Directions for this task :: Search the records for "KeyEvent". Report every line where it occurs.

################

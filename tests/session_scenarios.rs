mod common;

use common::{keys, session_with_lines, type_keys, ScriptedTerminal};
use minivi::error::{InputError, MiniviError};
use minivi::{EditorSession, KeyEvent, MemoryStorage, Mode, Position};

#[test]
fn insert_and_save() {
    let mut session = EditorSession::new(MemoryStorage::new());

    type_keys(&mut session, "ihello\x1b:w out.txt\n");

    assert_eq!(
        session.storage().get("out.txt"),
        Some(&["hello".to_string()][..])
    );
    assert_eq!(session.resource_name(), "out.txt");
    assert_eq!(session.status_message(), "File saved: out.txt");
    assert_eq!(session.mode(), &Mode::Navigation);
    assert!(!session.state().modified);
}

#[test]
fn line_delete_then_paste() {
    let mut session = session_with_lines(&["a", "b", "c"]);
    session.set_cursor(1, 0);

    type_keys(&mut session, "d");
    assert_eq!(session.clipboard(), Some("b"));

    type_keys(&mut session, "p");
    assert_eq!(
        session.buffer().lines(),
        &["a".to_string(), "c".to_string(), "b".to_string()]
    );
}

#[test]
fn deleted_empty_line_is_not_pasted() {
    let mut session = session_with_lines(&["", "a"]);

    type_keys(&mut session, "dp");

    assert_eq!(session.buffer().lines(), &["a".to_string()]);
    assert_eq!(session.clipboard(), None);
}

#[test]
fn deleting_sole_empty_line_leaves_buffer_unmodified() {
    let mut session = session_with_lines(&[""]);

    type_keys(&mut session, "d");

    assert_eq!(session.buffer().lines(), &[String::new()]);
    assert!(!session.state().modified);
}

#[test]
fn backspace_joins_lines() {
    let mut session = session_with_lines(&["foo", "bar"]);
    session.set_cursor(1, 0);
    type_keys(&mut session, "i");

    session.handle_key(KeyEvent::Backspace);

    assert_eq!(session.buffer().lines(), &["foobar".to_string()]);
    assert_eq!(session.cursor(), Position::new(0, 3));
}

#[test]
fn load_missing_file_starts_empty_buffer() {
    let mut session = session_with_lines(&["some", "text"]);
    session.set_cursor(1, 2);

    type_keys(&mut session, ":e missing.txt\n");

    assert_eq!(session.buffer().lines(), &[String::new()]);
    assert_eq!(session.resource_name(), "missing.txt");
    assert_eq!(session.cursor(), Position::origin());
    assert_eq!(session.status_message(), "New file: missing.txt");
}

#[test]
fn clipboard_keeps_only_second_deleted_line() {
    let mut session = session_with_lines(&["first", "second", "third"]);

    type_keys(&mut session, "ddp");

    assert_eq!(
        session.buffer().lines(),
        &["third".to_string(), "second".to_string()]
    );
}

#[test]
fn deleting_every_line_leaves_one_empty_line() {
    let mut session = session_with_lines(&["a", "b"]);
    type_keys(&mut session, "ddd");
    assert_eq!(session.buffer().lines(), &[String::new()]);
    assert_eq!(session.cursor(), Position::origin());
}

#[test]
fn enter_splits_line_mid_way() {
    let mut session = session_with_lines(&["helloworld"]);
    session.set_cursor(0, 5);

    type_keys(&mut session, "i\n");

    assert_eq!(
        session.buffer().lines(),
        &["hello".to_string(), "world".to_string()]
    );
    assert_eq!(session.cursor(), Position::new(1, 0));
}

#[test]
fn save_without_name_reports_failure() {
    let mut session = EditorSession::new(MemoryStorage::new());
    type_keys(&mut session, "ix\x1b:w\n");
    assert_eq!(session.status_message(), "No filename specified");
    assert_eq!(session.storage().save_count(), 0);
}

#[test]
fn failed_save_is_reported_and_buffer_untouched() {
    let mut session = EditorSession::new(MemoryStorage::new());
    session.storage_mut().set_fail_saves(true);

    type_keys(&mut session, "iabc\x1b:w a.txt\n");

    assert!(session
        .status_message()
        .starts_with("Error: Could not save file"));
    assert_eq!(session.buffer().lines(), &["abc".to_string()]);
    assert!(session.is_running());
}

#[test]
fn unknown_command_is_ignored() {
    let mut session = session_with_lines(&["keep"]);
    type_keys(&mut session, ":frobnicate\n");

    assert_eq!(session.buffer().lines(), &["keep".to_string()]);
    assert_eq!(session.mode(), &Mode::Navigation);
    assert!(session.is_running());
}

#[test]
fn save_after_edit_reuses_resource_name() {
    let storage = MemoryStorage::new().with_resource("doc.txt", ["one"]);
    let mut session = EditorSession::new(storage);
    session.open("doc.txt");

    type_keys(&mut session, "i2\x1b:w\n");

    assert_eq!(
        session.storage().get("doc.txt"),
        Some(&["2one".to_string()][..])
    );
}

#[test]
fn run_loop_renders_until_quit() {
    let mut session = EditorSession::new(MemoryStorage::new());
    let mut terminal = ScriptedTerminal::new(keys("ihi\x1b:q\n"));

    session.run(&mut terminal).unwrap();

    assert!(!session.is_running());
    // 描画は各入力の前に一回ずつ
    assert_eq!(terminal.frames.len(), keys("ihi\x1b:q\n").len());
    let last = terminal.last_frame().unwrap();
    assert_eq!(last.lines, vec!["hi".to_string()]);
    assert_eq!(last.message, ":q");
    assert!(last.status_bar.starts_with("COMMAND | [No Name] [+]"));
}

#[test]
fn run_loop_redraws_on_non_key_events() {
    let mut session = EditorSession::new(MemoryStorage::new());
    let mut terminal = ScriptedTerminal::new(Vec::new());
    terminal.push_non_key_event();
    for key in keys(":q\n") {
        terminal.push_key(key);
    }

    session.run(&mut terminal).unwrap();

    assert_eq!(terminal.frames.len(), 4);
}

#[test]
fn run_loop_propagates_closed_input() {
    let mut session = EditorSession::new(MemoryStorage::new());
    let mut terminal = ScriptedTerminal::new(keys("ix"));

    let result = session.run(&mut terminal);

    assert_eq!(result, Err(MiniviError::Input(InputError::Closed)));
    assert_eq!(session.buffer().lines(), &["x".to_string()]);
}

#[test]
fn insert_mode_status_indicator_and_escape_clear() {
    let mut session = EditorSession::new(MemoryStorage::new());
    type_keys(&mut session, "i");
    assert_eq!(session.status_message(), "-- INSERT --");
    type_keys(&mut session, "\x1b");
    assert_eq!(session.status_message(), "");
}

################

Reply ::
use minivi::{EditorSession, KeyEvent, MemoryStorage, Mode, Position};
    session.handle_key(KeyEvent::Backspace);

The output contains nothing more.